§ **Task details**: Search each line below for the word "external" and list those that contain it.

§ **Records to process**:

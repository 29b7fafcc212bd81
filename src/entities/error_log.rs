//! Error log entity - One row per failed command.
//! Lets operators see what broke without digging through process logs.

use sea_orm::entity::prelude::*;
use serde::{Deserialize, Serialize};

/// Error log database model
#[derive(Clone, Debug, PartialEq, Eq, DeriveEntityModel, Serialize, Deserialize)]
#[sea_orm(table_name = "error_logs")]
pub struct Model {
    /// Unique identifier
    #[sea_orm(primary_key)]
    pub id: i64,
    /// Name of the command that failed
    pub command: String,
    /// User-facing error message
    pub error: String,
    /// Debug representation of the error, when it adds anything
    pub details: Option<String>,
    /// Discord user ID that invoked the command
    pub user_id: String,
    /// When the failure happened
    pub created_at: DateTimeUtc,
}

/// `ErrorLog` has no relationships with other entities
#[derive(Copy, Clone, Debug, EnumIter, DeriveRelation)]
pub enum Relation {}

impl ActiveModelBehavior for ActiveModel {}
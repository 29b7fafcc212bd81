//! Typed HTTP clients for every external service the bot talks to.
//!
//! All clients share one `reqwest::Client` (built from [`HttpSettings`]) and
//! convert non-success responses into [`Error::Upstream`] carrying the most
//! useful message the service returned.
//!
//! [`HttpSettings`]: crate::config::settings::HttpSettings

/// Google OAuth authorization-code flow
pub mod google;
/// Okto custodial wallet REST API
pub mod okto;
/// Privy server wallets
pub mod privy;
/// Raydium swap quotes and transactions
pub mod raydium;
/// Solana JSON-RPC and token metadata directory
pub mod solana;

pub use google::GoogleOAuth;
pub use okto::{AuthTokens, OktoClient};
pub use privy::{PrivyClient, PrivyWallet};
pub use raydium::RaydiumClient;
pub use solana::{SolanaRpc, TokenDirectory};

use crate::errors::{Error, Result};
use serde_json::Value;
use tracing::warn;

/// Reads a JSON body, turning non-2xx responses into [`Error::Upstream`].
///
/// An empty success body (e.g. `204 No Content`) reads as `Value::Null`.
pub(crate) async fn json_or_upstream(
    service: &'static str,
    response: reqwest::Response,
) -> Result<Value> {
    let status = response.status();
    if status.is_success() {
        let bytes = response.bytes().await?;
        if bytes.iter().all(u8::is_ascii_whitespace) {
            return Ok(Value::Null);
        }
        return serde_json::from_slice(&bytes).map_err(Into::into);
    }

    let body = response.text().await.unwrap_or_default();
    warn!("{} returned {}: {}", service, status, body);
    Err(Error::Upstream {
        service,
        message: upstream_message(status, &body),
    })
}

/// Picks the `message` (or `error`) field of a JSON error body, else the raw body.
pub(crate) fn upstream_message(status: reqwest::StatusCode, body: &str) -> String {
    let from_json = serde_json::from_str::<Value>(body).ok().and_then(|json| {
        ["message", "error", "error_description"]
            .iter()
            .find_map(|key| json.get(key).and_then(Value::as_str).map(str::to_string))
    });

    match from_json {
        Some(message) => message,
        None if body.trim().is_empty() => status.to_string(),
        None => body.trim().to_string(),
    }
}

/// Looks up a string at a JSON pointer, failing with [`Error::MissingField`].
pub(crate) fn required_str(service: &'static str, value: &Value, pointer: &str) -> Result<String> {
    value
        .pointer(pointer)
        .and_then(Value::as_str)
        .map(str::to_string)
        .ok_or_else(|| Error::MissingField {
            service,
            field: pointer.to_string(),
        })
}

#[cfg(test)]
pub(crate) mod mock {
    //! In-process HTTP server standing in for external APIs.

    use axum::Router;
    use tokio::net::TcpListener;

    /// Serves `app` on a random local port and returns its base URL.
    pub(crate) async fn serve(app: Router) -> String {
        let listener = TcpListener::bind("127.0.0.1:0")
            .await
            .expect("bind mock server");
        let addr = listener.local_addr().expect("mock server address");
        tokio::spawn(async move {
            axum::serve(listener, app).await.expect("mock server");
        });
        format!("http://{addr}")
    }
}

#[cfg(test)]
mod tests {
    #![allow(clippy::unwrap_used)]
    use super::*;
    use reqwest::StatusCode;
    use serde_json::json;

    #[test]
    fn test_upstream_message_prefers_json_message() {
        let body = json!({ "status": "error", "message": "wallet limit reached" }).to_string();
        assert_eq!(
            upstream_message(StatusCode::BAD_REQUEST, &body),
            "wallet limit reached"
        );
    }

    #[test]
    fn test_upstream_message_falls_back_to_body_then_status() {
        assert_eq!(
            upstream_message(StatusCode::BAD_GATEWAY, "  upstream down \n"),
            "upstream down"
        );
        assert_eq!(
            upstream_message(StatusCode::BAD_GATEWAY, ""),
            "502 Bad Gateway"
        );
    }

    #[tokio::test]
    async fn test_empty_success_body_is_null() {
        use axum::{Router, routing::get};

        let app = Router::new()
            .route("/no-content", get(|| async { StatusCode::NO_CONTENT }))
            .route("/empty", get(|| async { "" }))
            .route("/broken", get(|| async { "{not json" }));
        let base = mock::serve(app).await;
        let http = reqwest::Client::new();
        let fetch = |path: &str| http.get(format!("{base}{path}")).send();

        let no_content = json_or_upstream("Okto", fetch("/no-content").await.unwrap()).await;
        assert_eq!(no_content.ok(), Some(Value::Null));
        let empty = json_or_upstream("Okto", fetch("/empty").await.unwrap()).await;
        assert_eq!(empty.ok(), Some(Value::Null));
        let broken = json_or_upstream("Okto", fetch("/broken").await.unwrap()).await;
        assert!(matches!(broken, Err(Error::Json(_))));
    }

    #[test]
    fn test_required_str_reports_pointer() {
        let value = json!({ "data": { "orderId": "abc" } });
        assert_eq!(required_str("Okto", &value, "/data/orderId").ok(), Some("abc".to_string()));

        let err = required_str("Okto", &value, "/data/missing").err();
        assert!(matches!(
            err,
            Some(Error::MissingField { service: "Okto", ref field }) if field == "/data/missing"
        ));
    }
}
--
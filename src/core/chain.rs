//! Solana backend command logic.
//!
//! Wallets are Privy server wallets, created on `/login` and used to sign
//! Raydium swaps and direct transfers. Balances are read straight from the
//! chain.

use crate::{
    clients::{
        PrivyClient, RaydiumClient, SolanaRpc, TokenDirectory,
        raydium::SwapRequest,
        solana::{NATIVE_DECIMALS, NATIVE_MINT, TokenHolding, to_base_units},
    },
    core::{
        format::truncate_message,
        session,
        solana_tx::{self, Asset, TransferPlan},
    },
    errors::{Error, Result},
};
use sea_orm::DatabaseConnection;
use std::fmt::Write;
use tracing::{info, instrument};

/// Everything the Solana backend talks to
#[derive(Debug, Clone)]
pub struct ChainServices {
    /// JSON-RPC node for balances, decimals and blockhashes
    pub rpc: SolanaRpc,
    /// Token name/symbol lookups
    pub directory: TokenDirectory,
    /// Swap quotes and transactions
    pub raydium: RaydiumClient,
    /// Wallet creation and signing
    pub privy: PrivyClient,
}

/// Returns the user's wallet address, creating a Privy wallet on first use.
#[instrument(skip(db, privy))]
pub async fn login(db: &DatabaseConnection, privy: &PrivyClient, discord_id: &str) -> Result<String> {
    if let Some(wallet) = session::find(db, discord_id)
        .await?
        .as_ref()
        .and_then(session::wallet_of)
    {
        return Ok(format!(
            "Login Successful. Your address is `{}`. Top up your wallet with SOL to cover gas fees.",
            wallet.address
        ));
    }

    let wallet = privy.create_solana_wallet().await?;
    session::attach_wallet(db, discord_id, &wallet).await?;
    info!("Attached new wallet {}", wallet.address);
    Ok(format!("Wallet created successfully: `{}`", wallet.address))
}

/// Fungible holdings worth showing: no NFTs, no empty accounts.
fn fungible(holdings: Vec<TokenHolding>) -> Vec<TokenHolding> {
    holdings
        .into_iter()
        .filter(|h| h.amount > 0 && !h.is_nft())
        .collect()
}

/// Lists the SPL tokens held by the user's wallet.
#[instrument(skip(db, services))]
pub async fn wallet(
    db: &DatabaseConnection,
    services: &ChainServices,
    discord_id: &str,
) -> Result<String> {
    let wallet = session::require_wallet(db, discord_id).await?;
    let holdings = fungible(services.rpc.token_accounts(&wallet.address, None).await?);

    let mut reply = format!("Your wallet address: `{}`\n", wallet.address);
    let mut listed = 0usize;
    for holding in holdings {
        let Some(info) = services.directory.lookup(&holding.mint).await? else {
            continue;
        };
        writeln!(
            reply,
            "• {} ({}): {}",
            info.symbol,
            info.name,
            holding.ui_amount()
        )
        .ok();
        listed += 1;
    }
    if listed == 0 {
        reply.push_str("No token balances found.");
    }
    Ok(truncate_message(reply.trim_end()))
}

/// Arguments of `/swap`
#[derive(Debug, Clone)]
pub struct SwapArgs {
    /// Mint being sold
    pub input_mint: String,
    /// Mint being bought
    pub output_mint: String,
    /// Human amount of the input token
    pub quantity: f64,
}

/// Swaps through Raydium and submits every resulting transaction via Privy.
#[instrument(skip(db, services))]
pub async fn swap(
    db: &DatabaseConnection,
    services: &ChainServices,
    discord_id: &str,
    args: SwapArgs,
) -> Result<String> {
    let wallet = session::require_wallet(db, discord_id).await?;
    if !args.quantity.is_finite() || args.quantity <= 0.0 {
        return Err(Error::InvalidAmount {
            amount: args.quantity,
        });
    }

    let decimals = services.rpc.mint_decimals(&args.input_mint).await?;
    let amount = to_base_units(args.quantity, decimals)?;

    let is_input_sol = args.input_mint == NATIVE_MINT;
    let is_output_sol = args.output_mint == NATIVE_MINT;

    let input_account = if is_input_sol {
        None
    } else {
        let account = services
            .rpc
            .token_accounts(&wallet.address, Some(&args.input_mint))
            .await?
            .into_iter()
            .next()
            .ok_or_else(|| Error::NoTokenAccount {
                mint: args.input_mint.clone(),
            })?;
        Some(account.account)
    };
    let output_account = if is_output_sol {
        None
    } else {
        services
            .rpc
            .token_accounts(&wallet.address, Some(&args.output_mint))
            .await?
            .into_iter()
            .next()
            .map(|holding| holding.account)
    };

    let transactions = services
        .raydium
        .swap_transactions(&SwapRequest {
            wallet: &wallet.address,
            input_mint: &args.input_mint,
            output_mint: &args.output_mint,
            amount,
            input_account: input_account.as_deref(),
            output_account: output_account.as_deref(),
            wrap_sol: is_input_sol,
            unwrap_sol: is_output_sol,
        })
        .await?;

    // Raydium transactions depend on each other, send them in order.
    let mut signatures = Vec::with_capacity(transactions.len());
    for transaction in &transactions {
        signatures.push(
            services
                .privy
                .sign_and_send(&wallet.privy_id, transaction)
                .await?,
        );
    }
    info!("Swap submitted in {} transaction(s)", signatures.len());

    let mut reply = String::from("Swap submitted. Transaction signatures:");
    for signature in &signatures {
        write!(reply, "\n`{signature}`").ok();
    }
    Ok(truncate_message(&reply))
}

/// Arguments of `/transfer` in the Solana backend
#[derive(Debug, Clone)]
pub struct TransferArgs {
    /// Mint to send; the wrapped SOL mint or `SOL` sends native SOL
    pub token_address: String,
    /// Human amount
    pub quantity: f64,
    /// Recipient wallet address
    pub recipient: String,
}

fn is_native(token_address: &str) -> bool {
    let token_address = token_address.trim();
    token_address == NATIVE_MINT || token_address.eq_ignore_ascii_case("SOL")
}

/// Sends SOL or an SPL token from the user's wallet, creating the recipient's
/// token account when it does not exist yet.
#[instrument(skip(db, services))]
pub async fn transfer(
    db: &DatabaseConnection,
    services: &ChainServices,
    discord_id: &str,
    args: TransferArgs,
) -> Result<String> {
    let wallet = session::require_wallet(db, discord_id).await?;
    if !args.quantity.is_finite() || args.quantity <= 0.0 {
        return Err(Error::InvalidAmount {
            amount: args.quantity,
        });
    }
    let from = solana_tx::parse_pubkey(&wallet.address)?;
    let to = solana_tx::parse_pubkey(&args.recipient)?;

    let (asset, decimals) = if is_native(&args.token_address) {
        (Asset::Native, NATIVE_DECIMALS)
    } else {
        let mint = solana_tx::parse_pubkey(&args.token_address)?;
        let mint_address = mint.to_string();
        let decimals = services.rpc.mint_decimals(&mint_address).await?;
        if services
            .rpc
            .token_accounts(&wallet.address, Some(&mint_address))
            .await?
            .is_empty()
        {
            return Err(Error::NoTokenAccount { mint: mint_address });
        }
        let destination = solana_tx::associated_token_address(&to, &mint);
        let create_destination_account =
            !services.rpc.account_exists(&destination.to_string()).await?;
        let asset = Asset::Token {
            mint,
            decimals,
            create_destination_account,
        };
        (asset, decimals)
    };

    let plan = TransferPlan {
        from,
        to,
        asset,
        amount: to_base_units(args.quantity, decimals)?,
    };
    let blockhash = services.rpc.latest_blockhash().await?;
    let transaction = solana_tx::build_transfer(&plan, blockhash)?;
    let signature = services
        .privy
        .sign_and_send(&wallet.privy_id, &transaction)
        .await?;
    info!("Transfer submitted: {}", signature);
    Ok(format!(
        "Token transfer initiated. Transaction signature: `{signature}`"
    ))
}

§ **Your solution**:
//! Typed HTTP clients for every external service the bot talks to.
    //! In-process HTTP server standing in for external APIs.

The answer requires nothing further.